Damaris Nübling veröffentlichte 2018 gemeinsam mit Helga Kotthoff das Buch “Genderlinguistik: Eine Einführung in Sprache, Gespräch und Geschlecht”. Für sie werden Frauen in der Sprache noch viel zu oft mit familiären Angelegenheiten in Verbindung gesetzt, Männer hingegen mit beruflichem Erfolg.
Sie plädierte im Schweizer Portal “20min” im Jahr 2020 dafür, das Geschlecht ganz wegzulassen. Wo das nicht möglich sei, wäre ihre Empfehlung eine “bunte Mischung aus verschiedenen Formen: Beidnennungen (Polizistinnen und Polizisten), Sternchen (Professor*innen) oder Neutralisierungen (Studierende). Die letzten beiden Varianten schließen auch Menschen ohne eindeutige Geschlechtszuordnung ein. Ich warne vor fundamentalistischen Regeln.”

Die Liebe wurde entfernt

Ein historisches Beispiel für die Zerstörung der traditionellen Sprache und Kultur bietet die chinesische Sprache. Die Kommunistische Partei (KPC) hat viele chinesischen Schriftzeichen vereinfacht, viele Inhalte der ursprünglichen Worte gingen auf diese Weise verloren.
Heutige Kinder und Jugendliche verstehen daher aus rein sprachlichem Grund die Tiefe der chinesischen Klassiker wie Konfuzius nicht. Es war von der KPC sogar geplant, die chinesischen Schriftzeichen vollständig zu entfernen und sie durch die lateinische Schrift zu ersetzen.
Die Einführung der vereinfachten Schriftzeichen unter der chinesischen kommunistischen Partei erfolgte so aggressiv, dass sich bekannte Gelehrte, Künstler und Persönlichkeiten wie Chen Mengjia, Zhang Bojun und Luo Longji gegen die Vereinfachung stellten. Sie wurden dafür als “Rechte” gebrandmarkt, die meisten von ihnen in Arbeitslager gebracht und zu Tode schikaniert.

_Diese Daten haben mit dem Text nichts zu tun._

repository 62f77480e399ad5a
//! Request and response types for the HTTP API.

pub mod dashboard;
pub mod drives;
pub mod report;
pub mod students;

use serde::{Deserialize, Serialize};
use utoipa::ToSchema;

/// Plain confirmation body for mutations that return no entity
#[derive(Debug, Clone, Serialize, Deserialize, ToSchema)]
pub struct MessageResponse {
    pub message: String,
}

impl MessageResponse {
    pub fn new(message: impl Into<String>) -> Self {
        Self { message: message.into() }
    }
}
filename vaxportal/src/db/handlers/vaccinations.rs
//! Database repository for the student-to-drive vaccination links.

use crate::{
    db::{
        errors::Result,
        models::vaccinations::{StudentVaccineLink, VaccinationCreateDBRequest},
    },
    types::StudentId,
};
use sqlx::SqliteConnection;
use tracing::instrument;

pub struct Vaccinations<'c> {
    db: &'c mut SqliteConnection,
}

impl<'c> Vaccinations<'c> {
    /// Create a new Vaccinations repository instance
    pub fn new(db: &'c mut SqliteConnection) -> Self {
        Self { db }
    }

    /// Record a vaccination. A second record for the same (student, drive)
    /// pair trips the unique constraint and surfaces as a UniqueViolation;
    /// unknown student or drive ids surface as a ForeignKeyViolation.
    #[instrument(skip(self, request), fields(student_id = %request.student_id, drive_id = %request.vaccination_drive_id), err)]
    pub async fn create(&mut self, request: &VaccinationCreateDBRequest) -> Result<StudentVaccineLink> {
        let link = sqlx::query_as::<_, StudentVaccineLink>(
            r#"
            INSERT INTO student_vaccine_link (student_id, vaccination_drive_id)
            VALUES (?, ?)
            RETURNING id, student_id, vaccination_drive_id
            "#,
        )
        .bind(request.student_id)
        .bind(request.vaccination_drive_id)
        .fetch_one(&mut *self.db)
        .await?;

        Ok(link)
    }

    /// All vaccination links for one student
    #[instrument(skip(self), err)]
    pub async fn list_for_student(&mut self, student_id: StudentId) -> Result<Vec<StudentVaccineLink>> {
        let links = sqlx::query_as::<_, StudentVaccineLink>(
            "SELECT id, student_id, vaccination_drive_id FROM student_vaccine_link WHERE student_id = ?",
        )
        .bind(student_id)
        .fetch_all(&mut *self.db)
        .await?;

        Ok(links)
    }
}

#[cfg(test)]
mod tests {
    use super::*;
    use crate::db::{
        errors::DbError,
        handlers::{Drives, Repository, Students},
        models::{drives::DriveCreateDBRequest, students::StudentCreateDBRequest},
    };
    use sqlx::SqlitePool;

    async fn seed(conn: &mut SqliteConnection) -> (StudentId, crate::types::DriveId) {
        let student = Students::new(conn)
            .create(&StudentCreateDBRequest {
                name: "Asha Rao".to_string(),
                classname: "5A".to_string(),
                dob: "2014-03-21".to_string(),
            })
            .await
            .unwrap();

        let drive = Drives::new(conn)
            .create(&DriveCreateDBRequest {
                title: "Spring polio drive".to_string(),
                vaccine_name: "Polio".to_string(),
                drive_date: "2026-04-10".parse().unwrap(),
                no_of_vaccine: 100,
                classname: "5A".to_string(),
            })
            .await
            .unwrap();

        (student.id, drive.id)
    }

    #[sqlx::test]
    async fn test_duplicate_pair_is_unique_violation(pool: SqlitePool) {
        let mut conn = pool.acquire().await.unwrap();
        let (student_id, drive_id) = seed(&mut conn).await;

        let request = VaccinationCreateDBRequest {
            student_id,
            vaccination_drive_id: drive_id,
        };

        let mut repo = Vaccinations::new(&mut conn);
        repo.create(&request).await.unwrap();
        let err = repo.create(&request).await.unwrap_err();
        assert!(matches!(err, DbError::UniqueViolation { .. }));

        // exactly one link survives
        let links = repo.list_for_student(student_id).await.unwrap();
        assert_eq!(links.len(), 1);
    }

    #[sqlx::test]
    async fn test_unknown_drive_is_foreign_key_violation(pool: SqlitePool) {
        let mut conn = pool.acquire().await.unwrap();
        let (student_id, _) = seed(&mut conn).await;

        let err = Vaccinations::new(&mut conn)
            .create(&VaccinationCreateDBRequest {
                student_id,
                vaccination_drive_id: 9999,
            })
            .await
            .unwrap_err();
        assert!(matches!(err, DbError::ForeignKeyViolation { .. }));
    }
}
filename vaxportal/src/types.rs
//! Identifier aliases shared across the API and database layers.

pub type StudentId = i64;
pub type DriveId = i64;
pub type LinkId = i64;
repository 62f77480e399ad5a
//! Application configuration management.
//!
//! Configuration is loaded from a YAML file with environment variable overrides. The configuration
//! file path defaults to `config.yaml` but can be specified via `-f` flag or `VAXPORTAL_CONFIG`
//! environment variable.
//!
//! ## Loading Priority
//!
//! Configuration sources are merged in the following order (later sources override earlier ones):
//!
//! 1. **YAML config file** - Base configuration (default: `config.yaml`)
//! 2. **Environment variables** - Variables prefixed with `VAXPORTAL_` override YAML values
//! 3. **DATABASE_URL** - Special case: overrides `database_url` if set
//!
//! ## Environment Variable Examples
//!
//! ```bash
//! # Override server port
//! VAXPORTAL_PORT=8080
//!
//! # Point at a database file (preferred method)
//! DATABASE_URL="sqlite://vaxportal.db?mode=rwc"
//! ```

use clap::Parser;
use figment::{
    Figment,
    providers::{Env, Format, Yaml},
};
use serde::{Deserialize, Serialize};

/// Simple CLI args - just for specifying config file
#[derive(Parser, Debug)]
#[command(author, version, about, long_about = None)]
pub struct Args {
    /// Path to configuration file
    #[arg(short = 'f', long, env = "VAXPORTAL_CONFIG", default_value = "config.yaml")]
    pub config: String,

    /// Validate configuration and exit without starting the server.
    /// Useful for CI/CD pipelines to catch config errors before deployment.
    #[arg(long)]
    pub validate: bool,
}

/// Main application configuration.
///
/// Loaded from YAML and environment variables; all fields have defaults so the
/// service starts with no config file at all.
#[derive(Debug, Clone, Deserialize, Serialize)]
#[serde(default, deny_unknown_fields)]
pub struct Config {
    /// HTTP server host to bind to (e.g., "0.0.0.0" for all interfaces)
    pub host: String,
    /// HTTP server port to bind to
    pub port: u16,
    /// SQLite database URL. `mode=rwc` creates the file on first start.
    pub database_url: String,
}

impl Default for Config {
    fn default() -> Self {
        Self {
            host: "0.0.0.0".to_string(),
            port: 3001,
            database_url: "sqlite://vaxportal.db?mode=rwc".to_string(),
        }
    }
}

impl Config {
    pub fn load(args: &Args) -> Result<Self, figment::Error> {
        Self::figment(args).extract()
    }

    pub fn figment(args: &Args) -> Figment {
        Figment::from(figment::providers::Serialized::defaults(Config::default()))
            // Load base config file
            .merge(Yaml::file(&args.config))
            // Environment variables can still override specific values
            .merge(Env::prefixed("VAXPORTAL_"))
            // Common DATABASE_URL pattern
            .merge(Env::raw().only(&["DATABASE_URL"]))
    }

    pub fn bind_address(&self) -> String {
        format!("{}:{}", self.host, self.port)
    }
}

#[cfg(test)]
mod tests {
    use super::*;
    use figment::Jail;

    fn args_for(path: &str) -> Args {
        Args {
            config: path.to_string(),
            validate: false,
        }
    }

    #[test]
    fn test_defaults_without_config_file() {
        Jail::expect_with(|_jail| {
            let config = Config::load(&args_for("missing.yaml")).expect("load");
            assert_eq!(config.port, 3001);
            assert_eq!(config.host, "0.0.0.0");
            assert_eq!(config.database_url, "sqlite://vaxportal.db?mode=rwc");
            Ok(())
        });
    }

    #[test]
    fn test_yaml_file_overrides_defaults() {
        Jail::expect_with(|jail| {
            jail.create_file("config.yaml", "port: 9000\nhost: 127.0.0.1\n")?;
            let config = Config::load(&args_for("config.yaml")).expect("load");
            assert_eq!(config.port, 9000);
            assert_eq!(config.host, "127.0.0.1");
            Ok(())
        });
    }

    #[test]
    fn test_env_overrides_yaml() {
        Jail::expect_with(|jail| {
            jail.create_file("config.yaml", "port: 9000\n")?;
            jail.set_env("VAXPORTAL_PORT", "9100");
            jail.set_env("DATABASE_URL", "sqlite::memory:");
            let config = Config::load(&args_for("config.yaml")).expect("load");
            assert_eq!(config.port, 9100);
            assert_eq!(config.database_url, "sqlite::memory:");
            Ok(())
        });
    }

    #[test]
    fn test_bind_address() {
        let config = Config::default();
        assert_eq!(config.bind_address(), "0.0.0.0:3001");
    }
}
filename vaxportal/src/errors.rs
use crate::db::errors::DbError;
use axum::{
    http::StatusCode,
    response::{IntoResponse, Response},
};
use serde_json::json;
use thiserror::Error as ThisError;

#[derive(ThisError, Debug)]
pub enum Error {
    /// Invalid request data (malformed date, missing required field)
    #[error("{message}")]
    BadRequest { message: String },

    /// Requested resource not found
    #[error("{resource} with ID {id} not found")]
    NotFound { resource: String, id: String },

    /// Domain conflict (duplicate drive date, duplicate vaccination link).
    ///
    /// Kept at 400 rather than 409: the portal's clients key off a 400 with
    /// the specific message to distinguish conflicts from validation errors.
    #[error("Conflict: {message}")]
    Conflict { message: String },

    /// Database operation error
    #[error(transparent)]
    Database(#[from] DbError),

    /// Unexpected error with full context chain
    #[error(transparent)]
    Other(#[from] anyhow::Error),
}

impl Error {
    pub fn bad_request(message: impl Into<String>) -> Self {
        Error::BadRequest { message: message.into() }
    }

    pub fn conflict(message: impl Into<String>) -> Self {
        Error::Conflict { message: message.into() }
    }

    pub fn status_code(&self) -> StatusCode {
        match self {
            Error::BadRequest { .. } => StatusCode::BAD_REQUEST,
            Error::NotFound { .. } => StatusCode::NOT_FOUND,
            Error::Conflict { .. } => StatusCode::BAD_REQUEST,
            Error::Database(db_err) => match db_err {
                DbError::NotFound => StatusCode::NOT_FOUND,
                DbError::UniqueViolation { .. } => StatusCode::BAD_REQUEST,
                DbError::ForeignKeyViolation { .. } => StatusCode::BAD_REQUEST,
                DbError::Other(_) => StatusCode::INTERNAL_SERVER_ERROR,
            },
            Error::Other(_) => StatusCode::INTERNAL_SERVER_ERROR,
        }
    }

    /// Returns a user-safe error message, without leaking internal detail
    pub fn user_message(&self) -> String {
        match self {
            Error::BadRequest { message } => message.clone(),
            Error::NotFound { resource, id } => format!("{resource} with ID {id} not found"),
            Error::Conflict { message } => message.clone(),
            Error::Database(db_err) => match db_err {
                DbError::NotFound => "Resource not found".to_string(),
                DbError::UniqueViolation { .. } => "Resource already exists".to_string(),
                DbError::ForeignKeyViolation { .. } => "Invalid reference to related resource".to_string(),
                DbError::Other(_) => "Database error occurred".to_string(),
            },
            Error::Other(_) => "Internal server error".to_string(),
        }
    }
}

impl IntoResponse for Error {
    fn into_response(self) -> Response {
        // Full detail goes to the server log; severity depends on the class
        match &self {
            Error::Database(DbError::Other(_)) | Error::Other(_) => {
                tracing::error!("Internal service error: {:#}", self);
            }
            Error::Database(_) => {
                tracing::warn!("Database constraint error: {}", self);
            }
            Error::Conflict { .. } => {
                tracing::warn!("Conflict error: {}", self);
            }
            Error::BadRequest { .. } | Error::NotFound { .. } => {
                tracing::debug!("Client error: {}", self);
            }
        }

        let status = self.status_code();
        let body = json!({ "error": self.user_message() });
        (status, axum::response::Json(body)).into_response()
    }
}

/// Type alias for service operation results
pub type Result<T> = std::result::Result<T, Error>;
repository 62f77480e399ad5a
//! API types for the dashboard summary.

use crate::db::models::drives::UpcomingDrive;
use serde::{Deserialize, Serialize};
use utoipa::ToSchema;

/// Number of days ahead the dashboard looks for upcoming drives
pub const UPCOMING_WINDOW_DAYS: i64 = 30;

#[derive(Debug, Clone, Serialize, Deserialize, ToSchema)]
#[serde(rename_all = "camelCase")]
pub struct DashboardSummary {
    pub total_students: i64,
    pub vaccinated_students: i64,
    /// Whole-number percentage, rounded half away from zero
    pub vaccination_rate: i64,
    pub upcoming_drives: Vec<UpcomingDrive>,
}

/// Percentage of vaccinated students, 0 when there are no students at all
pub fn vaccination_rate(vaccinated: i64, total: i64) -> i64 {
    if total == 0 {
        return 0;
    }
    ((vaccinated as f64 / total as f64) * 100.0).round() as i64
}

#[cfg(test)]
mod tests {
    use super::*;

    #[test]
    fn test_rate_is_zero_for_empty_school() {
        assert_eq!(vaccination_rate(0, 0), 0);
    }

    #[test]
    fn test_rate_rounds_to_whole_percent() {
        assert_eq!(vaccination_rate(1, 3), 33);
        assert_eq!(vaccination_rate(2, 3), 67);
        assert_eq!(vaccination_rate(3, 3), 100);
        assert_eq!(vaccination_rate(0, 5), 0);
    }
}
//! View state for the student roster screen.

use crate::db::models::students::StudentWithVaccinations;
use crate::view::table::{sort_rows, Pager, SortDirection, SortState};

#[derive(Debug, Clone, Copy, PartialEq, Eq)]
pub enum StudentColumn {
    Id,
    Name,
    Classname,
    Dob,
    VaccinationStatus,
}

/// One search box, one sortable table, one pager.
#[derive(Debug, Clone)]
pub struct StudentListView {
    pub search: String,
    pub sort: SortState<StudentColumn>,
    pub pager: Pager,
}

impl Default for StudentListView {
    fn default() -> Self {
        Self {
            search: String::new(),
            sort: SortState::new(StudentColumn::Id),
            pager: Pager::default(),
        }
    }
}

impl StudentListView {
    pub fn set_search(&mut self, search: impl Into<String>) {
        self.search = search.into();
    }

    pub fn select_column(&mut self, column: StudentColumn) {
        self.sort.select(column);
    }

    /// The single search needle matches as a substring against the student's
    /// name, class, stringified id, and the names of every vaccine they have
    /// received, all case-insensitively.
    fn matches(student: &StudentWithVaccinations, needle: &str) -> bool {
        if needle.is_empty() {
            return true;
        }
        let vaccine_names = student
            .vaccinations
            .iter()
            .map(|v| v.vaccine_name.as_str())
            .collect::<Vec<_>>()
            .join(" ")
            .to_lowercase();

        student.name.to_lowercase().contains(needle)
            || student.classname.to_lowercase().contains(needle)
            || student.id.to_string().contains(needle)
            || vaccine_names.contains(needle)
    }

    fn sort(&self, rows: &mut [&StudentWithVaccinations]) {
        let direction: SortDirection = self.sort.direction;
        match self.sort.column {
            StudentColumn::Id => sort_rows(rows, |r| Some(r.id), direction),
            StudentColumn::Name => sort_rows(rows, |r| Some(r.name.to_lowercase()), direction),
            StudentColumn::Classname => sort_rows(rows, |r| Some(r.classname.to_lowercase()), direction),
            StudentColumn::Dob => sort_rows(rows, |r| Some(r.dob.clone()), direction),
            StudentColumn::VaccinationStatus => {
                sort_rows(rows, |r| Some(r.vaccination_status.to_lowercase()), direction)
            }
        }
    }

    /// Apply search, sort, and pagination; returns only the visible page
    pub fn visible<'a>(&self, students: &'a [StudentWithVaccinations]) -> Vec<&'a StudentWithVaccinations> {
        let needle = self.search.trim().to_lowercase();
        let mut rows: Vec<&StudentWithVaccinations> =
            students.iter().filter(|s| Self::matches(s, &needle)).collect();
        self.sort(&mut rows);
        self.pager.slice(&rows).to_vec()
    }
}
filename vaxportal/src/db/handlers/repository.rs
//! Base repository trait for database operations.

use crate::db::errors::Result;

/// A repository is a data access layer for one table. It provides methods for
/// creating, reading, updating, and deleting entities, plus listing them with
/// simple filters.
///
/// Separate associated types for create requests, update requests, and
/// responses keep the wire shapes out of the database layer.
#[async_trait::async_trait]
pub trait Repository {
    /// The request type for creating entities
    type CreateRequest;

    /// The request type for updating entities
    type UpdateRequest;

    /// The response/DTO type returned by operations
    type Response;

    /// The identifier type for lookups
    type Id: Send + Sync;

    /// The filter type for list operations
    type Filter: Send + Sync;

    /// Create a new entity
    async fn create(&mut self, request: &Self::CreateRequest) -> Result<Self::Response>;

    /// Get an entity by ID
    async fn get_by_id(&mut self, id: Self::Id) -> Result<Option<Self::Response>>;

    /// List entities matching the filter
    async fn list(&mut self, filter: &Self::Filter) -> Result<Vec<Self::Response>>;

    /// Update an entity by ID, returning None when no row matched
    async fn update(&mut self, id: Self::Id, request: &Self::UpdateRequest) -> Result<Option<Self::Response>>;

    /// Delete an entity by ID
    async fn delete(&mut self, id: Self::Id) -> Result<bool>;
}
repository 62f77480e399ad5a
pub mod handlers;
pub mod models;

Zwei Schriftzeichen: 愛 (爱) bedeuten Liebe und wird Ai ausgesprochen. Das traditionelle Schriftzeichen (links) zeigt Liebe mit dem Herzen (心) im oberen Bereich. Das Herz wurde in der vereinfachten Form 爱 entfernt – das Herz ist im vereinfachten Chinesisch nicht mehr enthalten.
親 (亲) bedeutet nahe oder vertraut und wird Qin ausgesprochen. In der vereinfachten Form (亲) wurde der rechte Teil des Schriftzeichens (見), der sehen und anschauen bedeutet, entfernt. Wenn sich Menschen näher stehen, schauen sie sich sicherlich gegenseitig an. Dieser Teil der Bedeutung geht im vereinfachten Schriftzeichen verloren.